Despite Microsoft's insistences that Windows Vista adoption is growing, Microsoft channel partners say their customers' first question is about whether they can buy new PCs with Windows XP.

"Downgrade rights are our most popular OS selection. I'd estimate that at least 75 percent of Vista licenses are going to XP," said Joe Toste, vice president of marketing at Equus Computer Systems, a Minneapolis-based system builder.

With downgrade rights, Microsoft gives customers that buy PCs with Vista Business or Vista Ultimate the option of rolling back to XP Professional. Many Microsoft channel partners have been offering downgrades to Vista customers as a value-added service, and system builders have until January 31, 2009 to sell PCs with XP pre-installed.

Microsoft in June 2007 gave its Gold Certified OEM partners the ability to perform Vista downgrades online through an automated process. But after January 31, non-Gold Certified system builders who want to offer XP to customers will have to endure a time-consuming slog through a downgrade process that involves phone calls to Microsoft and validation of PCs on a one-by-one basis.

A Microsoft representative contacted by ChannelWeb declined to comment on whether non-Gold Certified OEM partners will be able to offer automated Vista downgrades. But one system builder told ChannelWeb that Microsoft reps recently told him he'll have to follow a 10-step downgrade process, and manually downgrade PCs from Vista to XP.

"There is no way for us to do this in bulk.
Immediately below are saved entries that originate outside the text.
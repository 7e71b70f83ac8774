// ── Bulk fan-out ──
//
// Many entities, one call. Reads only. With a caller view the results
// are joined by position and handed over as one array; without one,
// each entity is dispatched on its own and reports to its own view.

use serde_json::Value;
use tracing::debug;

use super::{LeafProcessor, join_slots};
use crate::dispatcher::{Dispatcher, EnqueueOptions, PendingRequest};
use crate::error::CoreError;
use crate::model::{EntityConfig, Operation};

pub(crate) fn dispatch(
    dispatcher: &Dispatcher,
    operation: Option<Operation>,
    entities: Vec<EntityConfig>,
    payload: Option<Value>,
    options: EnqueueOptions,
) -> Result<(), CoreError> {
    let operations: Vec<Operation> = entities
        .iter()
        .map(|e| operation.unwrap_or(e.data_config().default_operation))
        .collect();
    if let Some(op) = operations.iter().find(|op| !op.is_read()) {
        return Err(CoreError::invalid(format!(
            "bulk calls accept read operations only, got '{op}'"
        )));
    }

    let Some(receiver) = options.caller_view.clone() else {
        debug!(entities = entities.len(), "bulk dispatched without aggregate receiver");
        for (entity, operation) in entities.into_iter().zip(operations) {
            dispatcher.submit(PendingRequest {
                operation,
                entity,
                payload: payload.clone(),
                options: EnqueueOptions::leaf(&options),
            });
        }
        return Ok(());
    };

    let mut slots = Vec::with_capacity(entities.len());
    let mut leaves = Vec::with_capacity(entities.len());
    for (entity, operation) in entities.iter().zip(operations) {
        let (processor, slot) = LeafProcessor::channel();
        let mut builder = EntityConfig::builder(entity.data_config().clone())
            .processor(processor)
            .derived_from(entity.id());
        if let Some(class) = entity.blob_class() {
            builder = builder.blob_class(class.clone());
        }
        leaves.push(PendingRequest {
            operation,
            entity: builder.build()?,
            payload: payload.clone(),
            options: EnqueueOptions::leaf(&options),
        });
        slots.push(slot);
    }

    debug!(entities = leaves.len(), "bulk dispatched");
    for leaf in leaves {
        dispatcher.submit(leaf);
    }

    tokio::spawn(async move {
        let outcomes = join_slots(slots).await;
        debug!(
            total = outcomes.len(),
            failed = outcomes.iter().filter(|o| !o.is_success()).count(),
            "bulk resolved"
        );
        receiver.handle_bulk_data(outcomes);
    });
    Ok(())
}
So, if a customer orders 200 desktops with Vista Business, and wants to downgrade them to XP Pro, we have to go through this with each individual system," said Andrew Kretzer, director of sales and marketing at Bold Data Technology, a Fremont, Calif.-based system builder.
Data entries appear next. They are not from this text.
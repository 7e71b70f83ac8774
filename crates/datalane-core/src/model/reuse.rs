// ── Reuse policy ──
//
// Per-resource response caching rules for read operations.

use std::fmt;
use std::sync::Arc;

use serde::{Deserialize, Serialize};
use serde_json::Value;
use strum::{Display, EnumString};

/// Default lifetime of a reusable response.
pub const DEFAULT_REUSE_TIMEOUT_MS: u64 = 300_000;

/// Consulted before trusting a cache hit; `false` forces a refetch.
pub type ReuseHandler = Arc<dyn Fn(&Value) -> bool + Send + Sync>;

/// Where a cached response stays valid.
#[derive(
    Debug, Clone, Copy, Default, PartialEq, Eq, Hash, Display, EnumString, Serialize, Deserialize,
)]
#[strum(serialize_all = "snake_case")]
#[serde(rename_all = "snake_case")]
pub enum CacheScope {
    /// Survives navigation.
    #[default]
    Global,
    /// Valid only while the router stays on the page that stored it.
    InPage,
}

#[derive(Clone, Serialize, Deserialize)]
#[serde(default)]
pub struct ReusePolicy {
    pub enable: bool,
    /// Lifetime in milliseconds; `0` falls back to the dispatcher default.
    pub timeout_ms: u64,
    pub scope: CacheScope,
    #[serde(skip)]
    pub handler: Option<ReuseHandler>,
}

impl ReusePolicy {
    /// A policy that never reuses.
    pub fn disabled() -> Self {
        Self {
            enable: false,
            ..Self::default()
        }
    }

    pub fn with_timeout_ms(mut self, timeout_ms: u64) -> Self {
        self.timeout_ms = timeout_ms;
        self
    }

    pub fn with_scope(mut self, scope: CacheScope) -> Self {
        self.scope = scope;
        self
    }

    pub fn with_handler(mut self, handler: impl Fn(&Value) -> bool + Send + Sync + 'static) -> Self {
        self.handler = Some(Arc::new(handler));
        self
    }

    /// Whether a cached response may be served without a refetch.
    pub fn accepts(&self, cached: &Value) -> bool {
        self.handler.as_ref().is_none_or(|h| h(cached))
    }
}

impl Default for ReusePolicy {
    fn default() -> Self {
        Self {
            enable: true,
            timeout_ms: DEFAULT_REUSE_TIMEOUT_MS,
            scope: CacheScope::Global,
            handler: None,
        }
    }
}

impl fmt::Debug for ReusePolicy {
    fn fmt(&self, f: &mut fmt::Formatter<'_>) -> fmt::Result {
        f.debug_struct("ReusePolicy")
            .field("enable", &self.enable)
            .field("timeout_ms", &self.timeout_ms)
            .field("scope", &self.scope)
            .field("handler", &self.handler.as_ref().map(|_| "<fn>"))
            .finish()
    }
}
// ── Operations ──
//
// The six logical operations a caller can request. Reads (`get`,
// `get_list`) are the only ones eligible for reuse and always travel
// as HTTP GET.

use datalane_api::Method;
use serde::{Deserialize, Serialize};
use strum::{Display, EnumIter, EnumString};

#[derive(
    Debug,
    Clone,
    Copy,
    PartialEq,
    Eq,
    PartialOrd,
    Ord,
    Hash,
    Display,
    EnumString,
    EnumIter,
    Serialize,
    Deserialize,
)]
#[strum(serialize_all = "snake_case", ascii_case_insensitive)]
#[serde(rename_all = "snake_case")]
pub enum Operation {
    Get,
    GetList,
    Post,
    Put,
    Patch,
    Delete,
}

impl Operation {
    /// `get` and `get_list`.
    pub fn is_read(self) -> bool {
        matches!(self, Self::Get | Self::GetList)
    }

    pub fn is_list(self) -> bool {
        matches!(self, Self::GetList)
    }

    /// The effective HTTP verb.
    pub fn method(self) -> Method {
        match self {
            Self::Get | Self::GetList => Method::Get,
            Self::Post => Method::Post,
            Self::Put => Method::Put,
            Self::Patch => Method::Patch,
            Self::Delete => Method::Delete,
        }
    }
}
Although downgrade rights are part of the Vista EULA and have no expiration date, Microsoft is currently scheduled to stop providing the media for downgrades to OEMs on July 31, 2009. The Microsoft spokesperson said customers will still be able to access their downgrade rights after that date by contacting Microsoft, but didn't specify how that process would work.
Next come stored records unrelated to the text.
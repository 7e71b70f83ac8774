//! Data command handlers: `get`, `send`, `batch` and `bulk`.
//!
//! Each handler binds the configured entity to a [`ChannelView`],
//! enqueues it on the dispatcher and renders whatever the view receives.

use indexmap::IndexMap;
use serde::Serialize;
use serde_json::{Value, json};
use tabled::Tabled;

use datalane_core::{EnqueueOptions, LeafOutcome, Operation};

use crate::cli::{BatchArgs, BulkArgs, GetArgs, GlobalOpts, OutputFormat, SendArgs};
use crate::config::{self, Config, Session};
use crate::error::CliError;
use crate::output;

use super::util::{self, ChannelView, ViewEvent};

// ── Single entity ───────────────────────────────────────────────────

pub async fn get(
    args: GetArgs,
    session: &Session,
    cfg: &Config,
    global: &GlobalOpts,
) -> Result<(), CliError> {
    reject_batch(cfg, &args.entity)?;
    let (view, mut rx) = ChannelView::channel();
    let entity = config::entity_config(cfg, &args.entity, view)?;
    let operation = args
        .operation
        .map_or(entity.data_config().default_operation, Operation::from);
    if !operation.is_read() {
        return Err(CliError::Validation {
            field: "operation".into(),
            reason: format!(
                "'{}' defaults to '{operation}'; use `datalane send {operation} {}`",
                args.entity, args.entity
            ),
        });
    }
    let payload = util::parse_params(&args.params)?;

    if args.fresh {
        if let Some(url) = entity.url() {
            session.dispatcher.invalidate(url, payload.as_ref()).await?;
        }
    }

    tracing::debug!(entity = %args.entity, %operation, "enqueueing read");
    session
        .dispatcher
        .enqueue(Some(operation), entity, payload, EnqueueOptions::default())?;

    let event = util::next_event(&mut rx, session.request_timeout).await?;
    render_delivery(event, operation, &args.entity, global)
}

pub async fn send(
    args: SendArgs,
    session: &Session,
    cfg: &Config,
    global: &GlobalOpts,
) -> Result<(), CliError> {
    reject_batch(cfg, &args.entity)?;
    let operation = Operation::from(args.operation);
    let body = match (&args.data, &args.from_file) {
        (Some(raw), _) => Some(util::parse_json_arg(raw)?),
        (None, Some(path)) => Some(util::read_json_file(path)?),
        (None, None) => None,
    };

    let (view, mut rx) = ChannelView::channel();
    let entity = config::entity_config(cfg, &args.entity, view)?;

    tracing::debug!(entity = %args.entity, %operation, "enqueueing write");
    session
        .dispatcher
        .enqueue(Some(operation), entity, body, EnqueueOptions::default())?;

    let event = util::next_event(&mut rx, session.request_timeout).await?;
    render_delivery(event, operation, &args.entity, global)
}

fn reject_batch(cfg: &Config, name: &str) -> Result<(), CliError> {
    if cfg.entity(name)?.is_batch() {
        return Err(CliError::Validation {
            field: "entity".into(),
            reason: format!("'{name}' is a batch entity; run: datalane batch {name}"),
        });
    }
    Ok(())
}

fn render_delivery(
    event: ViewEvent,
    operation: Operation,
    entity: &str,
    global: &GlobalOpts,
) -> Result<(), CliError> {
    match event {
        ViewEvent::Data(payload) => {
            let out = output::render_value(&global.format(), &payload.into_value())?;
            output::print_output(&out, global.quiet);
            Ok(())
        }
        ViewEvent::Error(err) => Err(CliError::from_delivered(
            err,
            &operation.to_string(),
            entity,
        )),
        ViewEvent::Batch(_) | ViewEvent::Bulk(_) => Err(CliError::RequestFailed {
            message: format!("unexpected aggregate delivery for '{entity}'"),
        }),
    }
}

// ── Batch / bulk ────────────────────────────────────────────────────

pub async fn batch(
    args: BatchArgs,
    session: &Session,
    cfg: &Config,
    global: &GlobalOpts,
) -> Result<(), CliError> {
    if !cfg.entity(&args.entity)?.is_batch() {
        return Err(CliError::Validation {
            field: "entity".into(),
            reason: format!(
                "'{}' has no batch calls; run: datalane get {}",
                args.entity, args.entity
            ),
        });
    }
    let (view, mut rx) = ChannelView::channel();
    let entity = config::entity_config(cfg, &args.entity, view)?;
    let payload = util::parse_params(&args.params)?;

    session
        .dispatcher
        .enqueue(None, entity, payload, EnqueueOptions::default())?;

    match util::next_event(&mut rx, session.request_timeout).await? {
        ViewEvent::Batch(results) => {
            let reports: Vec<LeafReport> = results
                .into_iter()
                .map(|(key, outcome)| LeafReport::new(key, outcome))
                .collect();
            let out = match global.format() {
                OutputFormat::Table | OutputFormat::Plain => {
                    render_reports(global, &reports)?
                }
                format => {
                    let keyed: IndexMap<&str, &Value> =
                        reports.iter().map(|r| (r.key.as_str(), &r.outcome)).collect();
                    output::render_single(&format, &keyed, |_| String::new(), |_| String::new())?
                }
            };
            output::print_output(&out, global.quiet);
            check_failures(&reports)
        }
        ViewEvent::Error(err) => Err(CliError::from_delivered(err, "batch", &args.entity)),
        ViewEvent::Data(_) | ViewEvent::Bulk(_) => Err(CliError::RequestFailed {
            message: format!("unexpected delivery for batch '{}'", args.entity),
        }),
    }
}

pub async fn bulk(
    args: BulkArgs,
    session: &Session,
    cfg: &Config,
    global: &GlobalOpts,
) -> Result<(), CliError> {
    let (view, mut rx) = ChannelView::channel();
    let mut entities = Vec::with_capacity(args.entities.len());
    for name in &args.entities {
        reject_batch(cfg, name)?;
        entities.push(config::entity_config(cfg, name, view.clone())?);
    }
    let payload = util::parse_params(&args.params)?;

    session.dispatcher.enqueue(
        None,
        entities,
        payload,
        EnqueueOptions::default().with_caller_view(view),
    )?;

    match util::next_event(&mut rx, session.request_timeout).await? {
        ViewEvent::Bulk(outcomes) => {
            let reports: Vec<LeafReport> = args
                .entities
                .iter()
                .zip(outcomes)
                .map(|(name, outcome)| LeafReport::new(name.clone(), outcome))
                .collect();
            let out = match global.format() {
                OutputFormat::Table | OutputFormat::Plain => {
                    render_reports(global, &reports)?
                }
                format => {
                    let positional: Vec<&Value> = reports.iter().map(|r| &r.outcome).collect();
                    output::render_single(
                        &format,
                        &positional,
                        |_| String::new(),
                        |_| String::new(),
                    )?
                }
            };
            output::print_output(&out, global.quiet);
            check_failures(&reports)
        }
        ViewEvent::Error(err) => Err(CliError::from_delivered(
            err,
            "bulk",
            &args.entities.join(","),
        )),
        ViewEvent::Data(_) | ViewEvent::Batch(_) => Err(CliError::RequestFailed {
            message: "unexpected delivery for bulk request".into(),
        }),
    }
}

// ── Leaf reporting ──────────────────────────────────────────────────

/// One batch identifier or bulk position, flattened for display.
#[derive(Serialize)]
struct LeafReport {
    key: String,
    ok: bool,
    /// `{"success": data}` or `{"error": {message, statusCode}}`.
    outcome: Value,
}

impl LeafReport {
    fn new(key: String, outcome: LeafOutcome) -> Self {
        let (ok, outcome) = match outcome {
            LeafOutcome::Success(payload) => (true, json!({ "success": payload.into_value() })),
            LeafOutcome::Error(err) => (false, json!({ "error": err })),
        };
        Self { key, ok, outcome }
    }

    fn detail(&self) -> String {
        self.outcome
            .get("success")
            .or_else(|| self.outcome.get("error").and_then(|e| e.get("message")))
            .map(output::cell)
            .unwrap_or_default()
    }
}

#[derive(Tabled)]
struct LeafRow {
    #[tabled(rename = "Key")]
    key: String,
    #[tabled(rename = "Result")]
    result: String,
    #[tabled(rename = "Status")]
    status: String,
    #[tabled(rename = "Detail")]
    detail: String,
}

impl From<&LeafReport> for LeafRow {
    fn from(r: &LeafReport) -> Self {
        let status = r
            .outcome
            .pointer("/error/statusCode")
            .map(output::cell)
            .unwrap_or_default();
        Self {
            key: r.key.clone(),
            result: if r.ok { "ok" } else { "error" }.into(),
            status,
            detail: r.detail(),
        }
    }
}

fn render_reports(global: &GlobalOpts, reports: &[LeafReport]) -> Result<String, CliError> {
    output::render_list(&global.format(), reports, |r| LeafRow::from(r), |r| {
        format!("{}\t{}", r.key, if r.ok { "ok" } else { "error" })
    })
}

fn check_failures(reports: &[LeafReport]) -> Result<(), CliError> {
    let failed = reports.iter().filter(|r| !r.ok).count();
    if failed == 0 {
        return Ok(());
    }
    Err(CliError::PartialFailure {
        failed,
        total: reports.len(),
    })
}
"That's one of the most bizarre things I've ever heard," said one system builder, who asked not to be named. "Can you imagine the kind of resources Microsoft would have to allocate to handling downgrade rights phone calls? It doesn't seem like that would make sense for them financially."

There has been some industry speculation that Microsoft is on track to ship Vista's successor, Windows 7, in mid-2009, although Microsoft's official stance is that it'll arrive in late 2009 or early 2010. With many organizations having decided to skip Vista and wait for Windows 7, a mid-2009 Windows 7 launch would give Microsoft a way to shift industry attention away from Vista as well as the downgrade rights issue.